MEXICO CITY (Reuters) – Mexican President Felipe Calderon removed his attorney general yesterday to try to revamp a war against drug cartels that have resisted an army campaign to defeat them.

Calderon told reporters that Attorney General Eduardo Medina Mora, who spearheaded the government’s fight against drug trafficking, had resigned and would be replaced by a little-known former legal official.

A crackdown by thousands of troops and federal police has been unable to suppress turf wars between rival cartels that have killed more than 13,000 people since Calderon took power in late 2006.

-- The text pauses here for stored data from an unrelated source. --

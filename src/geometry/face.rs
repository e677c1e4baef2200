use glam::{DMat3, DVec3};

pub const FACE_CORNER_COUNT: usize = 4;

/// A planar quad with an outward unit normal. Corners are wound anti-clockwise when viewed
/// from the side the normal points to.
#[derive(Clone, Copy, Debug, PartialEq)]
pub struct Face {
    pub corners: [DVec3; FACE_CORNER_COUNT],
    pub normal: DVec3,
}

impl Face {
    /// Computes the normal from the winding of `corners`
    pub fn new(corners: [DVec3; FACE_CORNER_COUNT]) -> Self {
        let normal = compute_normal(&corners);
        Self { corners, normal }
    }

    #[cfg(test)]
    pub fn centroid(&self) -> DVec3 {
        self.corners.iter().sum::<DVec3>() / FACE_CORNER_COUNT as f64
    }

    /// Applies `matrix` to the corners and the normal
    pub fn transformed(&self, matrix: &DMat3) -> Self {
        Self {
            corners: self.corners.map(|corner| *matrix * corner),
            normal: *matrix * self.normal,
        }
    }

    /// Smallest coordinate of any corner along the `axis_index` component
    pub fn min_component(&self, axis_index: usize) -> f64 {
        self.corners
            .iter()
            .map(|corner| corner[axis_index])
            .fold(f64::INFINITY, f64::min)
    }
}

/// Unit normal of a flat surface of at least three points, right-handed to the winding order.
///
/// Uses the edges from the first point to the second and to the last point. If the points are
/// collinear (or there are fewer than 3) the result is NaN in every component. Callers passing
/// arbitrary polygons must check [`DVec3::is_finite`] on the result.
pub fn compute_normal(points: &[DVec3]) -> DVec3 {
    if points.len() < 3 {
        return DVec3::NAN;
    }
    let first = points[0];
    let edge_a = points[1] - first;
    let edge_b = points[points.len() - 1] - first;
    let normal = edge_a.cross(edge_b);
    // not `normalize()` which asserts on zero length with debug-glam-assert
    normal / normal.length()
}

#[cfg(test)]
mod tests {
    use super::*;
    use approx::assert_relative_eq;

    #[test]
    fn anti_clockwise_square_points_up() {
        let square = [
            DVec3::new(0., 0., 0.),
            DVec3::new(2., 0., 0.),
            DVec3::new(2., 2., 0.),
            DVec3::new(0., 2., 0.),
        ];
        let normal = compute_normal(&square);
        assert_relative_eq!(normal.z, 1.);
        assert_relative_eq!(normal.length(), 1.);
    }

    #[test]
    fn reversed_winding_flips_normal() {
        let square = [
            DVec3::new(0., 2., 0.),
            DVec3::new(2., 2., 0.),
            DVec3::new(2., 0., 0.),
            DVec3::new(0., 0., 0.),
        ];
        assert_relative_eq!(compute_normal(&square).z, -1.);
    }

    #[test]
    fn collinear_points_give_nan() {
        let line = [
            DVec3::new(0., 0., 0.),
            DVec3::new(1., 1., 1.),
            DVec3::new(2., 2., 2.),
        ];
        let normal = compute_normal(&line);
        assert!(normal.is_nan());
        assert!(compute_normal(&line[..2]).is_nan());
    }

    #[test]
    fn min_component_picks_closest_corner() {
        let face = Face::new([
            DVec3::new(0., 3., 0.),
            DVec3::new(1., 5., 0.),
            DVec3::new(1., 5., 1.),
            DVec3::new(0., 3., 1.),
        ]);
        assert_eq!(face.min_component(1), 3.);
        assert_relative_eq!(face.centroid().y, 4.);
    }
}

Calderon has staked his presidency on his war on drugs, but cartels are killing about 20 people a day in Mexico — often after torturing them — and traffickers have infiltrated many state and municipal police forces.
A large deployment of troops in the city of Ciudad Juarez, on the border with Texas, has not slowed a wave of drug killings there.
About a dozen hooded gunmen burst into a drug rehabilitation clinic in Ciudad Juarez last week, lined up patients and shot 17 of them dead in a gang killing.
Medina Mora will be replaced by Arturo Chavez, a former official in the attorney general’s office, Calderon said.

Despite making big drug seizures and capturing some cartel leaders, security forces have been unable to catch Joaquin “Shorty” Guzman, the head of the powerful Sinaloa cartel.

Mexico’s most-wanted man, Guzman escaped from jail in a laundry van in 2001.